We’ll now explore adding such interactivty to napari.
# Remove all processed layers
for l in viewer.layers[1:]:
viewer.layers.remove(l)
# Import magicgui
from magicgui import magicgui
from napari.types import ImageData, LabelsData
@magicgui(auto_call=True,
percentile={"widget_type": "IntSlider", "min": 0, "max": 100})
def threshold(image: ImageData, percentile: int = 50) -> LabelsData:
data_min = np.min(image)
data_max = np.max(image)
return image > data_min + percentile / 100 * (data_max - data_min)
viewer.window.add_dock_widget(threshold, area="right")
nbscreenshot(viewer)
Adding a custom key binding to the viewer for processing foreground data#
@viewer.bind_key('Shift-P')
def process_foreground(viewer):
data = viewer.layers['threshold result'].data
data_processed = morphology.remove_small_holes(data, 60)
data_processed = morphology.remove_small_objects(data_processed, min_size=50)
viewer.layers['threshold result'].data = data_processed
nbscreenshot(viewer)
# Add an empty labels layer with the same shape as our maximum intensity projection
viewer.add_labels(np.zeros(nuclei_mip.shape, dtype=int), name='nuclei segmentation')
# Bind another keybinding to complete segmentation
@viewer.bind_key('Shift-S')
def complete_segmentation(viewer):
foreground = viewer.layers['threshold result'].data
distance = ndimage.distance_transform_edt(foreground)
smoothed_distance = filters.gaussian(distance, 10)
peak_local_max = feature.peak_local_max(
smoothed_distance,
footprint=np.ones((7, 7), dtype=bool),
indices=False,
labels=measure.label(foreground)
)
peaks = np.nonzero(peak_local_max)
seeds = np.zeros(smoothed_distance.shape, dtype=bool)
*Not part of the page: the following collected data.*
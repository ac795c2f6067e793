//! Ingestion service - raw sheets in, typed records out

use std::sync::Arc;

use opsboard_domain::{CallRecord, EngineConfig, OpsBoardError, Result, Sheet, UtilizationRecord};
use tracing::{debug, warn};

use super::gate::is_utilization_sheet;
use super::ports::SheetSource;
use crate::calls::CallRecordBuilder;
use crate::utilization::UtilizationRecordBuilder;

/// Ingestion service
pub struct IngestionService {
    config: Arc<EngineConfig>,
}

impl IngestionService {
    /// Create a new ingestion service
    pub fn new(config: Arc<EngineConfig>) -> Self {
        Self { config }
    }

    pub fn config(&self) -> &EngineConfig {
        &self.config
    }

    /// Utilization records from every sheet that passes the header gate
    ///
    /// At most `max_rows_per_sheet` rows are read from each sheet. Fails
    /// with [`OpsBoardError::NoEligibleRows`] when nothing usable is found.
    pub fn ingest_utilization(&self, sheets: &[Sheet]) -> Result<Vec<UtilizationRecord>> {
        let builder = UtilizationRecordBuilder::new(&self.config);
        let mut records = Vec::new();
        let mut eligible_sheets = 0usize;

        for sheet in sheets {
            let gate = &self.config.sheet_gate;
            if !is_utilization_sheet(&sheet.headers, gate, self.config.max_header_columns) {
                debug!(sheet = %sheet.name, "Skipping sheet without date and name headers");
                continue;
            }
            eligible_sheets += 1;

            let before = records.len();
            records.extend(
                sheet
                    .rows
                    .iter()
                    .take(self.config.max_rows_per_sheet)
                    .filter_map(|row| builder.build(row, &sheet.name)),
            );
            debug!(sheet = %sheet.name, records = records.len() - before, "Ingested sheet");
        }

        if records.is_empty() {
            warn!(
                sheets = sheets.len(),
                eligible_sheets, "No utilization rows found in workbook"
            );
            return Err(OpsBoardError::NoEligibleRows(format!(
                "{} sheet(s) inspected, {} passed the header check",
                sheets.len(),
                eligible_sheets
            )));
        }

        debug!(records = records.len(), "Utilization ingestion complete");
        Ok(records)
    }

    /// Call records from every sheet
    ///
    /// Fails with [`OpsBoardError::MissingRequiredFields`] when no record
    /// names a monitor or carries a duration.
    pub fn ingest_calls(&self, sheets: &[Sheet]) -> Result<Vec<CallRecord>> {
        let builder = CallRecordBuilder::new(&self.config);
        let records: Vec<CallRecord> = sheets
            .iter()
            .flat_map(|sheet| sheet.rows.iter().filter_map(|row| builder.build(row, &sheet.name)))
            .collect();

        let usable =
            records.iter().any(|r| !r.monitored_by.is_empty() || !r.raw_duration.is_empty());
        if !usable {
            warn!(
                sheets = sheets.len(),
                rows = records.len(),
                "No call rows with a monitor or a duration"
            );
            return Err(OpsBoardError::MissingRequiredFields(
                "expected a monitor name or a duration in at least one row".to_string(),
            ));
        }

        debug!(records = records.len(), "Call ingestion complete");
        Ok(records)
    }

    /// Reads `source` and ingests it as a utilization workbook
    pub fn load_utilization(&self, source: &dyn SheetSource) -> Result<Vec<UtilizationRecord>> {
        let sheets = source.sheets()?;
        debug!(source = %source.describe(), sheets = sheets.len(), "Loading utilization workbook");
        self.ingest_utilization(&sheets)
    }

    /// Reads `source` and ingests it as a call log
    pub fn load_calls(&self, source: &dyn SheetSource) -> Result<Vec<CallRecord>> {
        let sheets = source.sheets()?;
        debug!(source = %source.describe(), sheets = sheets.len(), "Loading call log");
        self.ingest_calls(&sheets)
    }
}

#[cfg(test)]
mod tests {
    use opsboard_domain::RawRow;

    use super::*;
    use crate::ingest::ports::StaticSheetSource;

    fn service() -> IngestionService {
        IngestionService::new(Arc::new(EngineConfig::default()))
    }

    fn daily_sheet(name: &str, rows: Vec<RawRow>) -> Sheet {
        let headers = ["Date", "Shift", "Name", "VIP"].iter().map(ToString::to_string).collect();
        Sheet::new(name, headers, rows)
    }

    #[test]
    fn test_ingest_skips_gated_sheets() {
        let summary = Sheet::new(
            "Summary",
            vec!["Employee".into(), "Total".into()],
            vec![RawRow::new().with("Name", "Ali").with("Date", "2024-03-01")],
        );
        let daily = daily_sheet(
            "March",
            vec![
                RawRow::new().with("Date", "2024-03-01").with("Name", "Ali").with("VIP", 2),
                RawRow::new().with("VIP", 4),
            ],
        );

        let records = service().ingest_utilization(&[summary, daily]).unwrap();
        assert_eq!(records.len(), 1);
        assert_eq!(records[0].sheet_name, "March");
    }

    #[test]
    fn test_row_limit_per_sheet() {
        let mut config = EngineConfig::default();
        config.max_rows_per_sheet = 2;
        let service = IngestionService::new(Arc::new(config));
        let rows = (1..=5).map(|day| RawRow::new().with("Name", format!("E{day}"))).collect();

        let records = service.ingest_utilization(&[daily_sheet("March", rows)]).unwrap();
        assert_eq!(records.len(), 2);
    }

    #[test]
    fn test_no_eligible_rows() {
        let err = service().ingest_utilization(&[daily_sheet("Empty", Vec::new())]).unwrap_err();
        assert!(matches!(err, OpsBoardError::NoEligibleRows(_)));

        let err = service().ingest_utilization(&[]).unwrap_err();
        assert!(err.is_ingestion_failure());
    }

    #[test]
    fn test_calls_read_every_sheet() {
        let first = Sheet::new(
            "Week 1",
            Vec::new(),
            vec![RawRow::new().with("Monitored By", "Mona").with("Duration", "1:30")],
        );
        let second = Sheet::new(
            "Week 2",
            Vec::new(),
            vec![RawRow::new().with("Monitor By", "Ali").with("Duration", 4)],
        );

        let records = service().ingest_calls(&[first, second]).unwrap();
        assert_eq!(records.len(), 2);
        assert_eq!(records[1].sheet_name, "Week 2");
    }

    #[test]
    fn test_calls_without_monitor_or_duration_fail() {
        let sheet = Sheet::new(
            "Calls",
            Vec::new(),
            vec![RawRow::new().with("Call Date", "2024-03-04")],
        );
        let err = service().ingest_calls(&[sheet]).unwrap_err();
        assert!(matches!(err, OpsBoardError::MissingRequiredFields(_)));
    }

    #[test]
    fn test_load_from_source() {
        let source = StaticSheetSource::new(vec![daily_sheet(
            "March",
            vec![RawRow::new().with("Date", "2024-03-01").with("Name", "Ali")],
        )]);
        let records = service().load_utilization(&source).unwrap();
        assert_eq!(records[0].employee, "Ali");
    }
}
seeds[(peaks[0], peaks[1])] = 1
markers = measure.label(seeds)
nuclei_segmentation = segmentation.watershed(
-smoothed_distance,
markers,
mask=foreground
)
viewer.layers['nuclei segmentation'].data = nuclei_segmentation
nbscreenshot(viewer)
Conclusions#
We’ve now seen how to interactively perform analyses by adding data to the napari viewer, and editing it as we moved through an analysis workflow. We’ve also seen how to extend the viewer with custom GUI functionality and keybindings, making analyses even more interactive!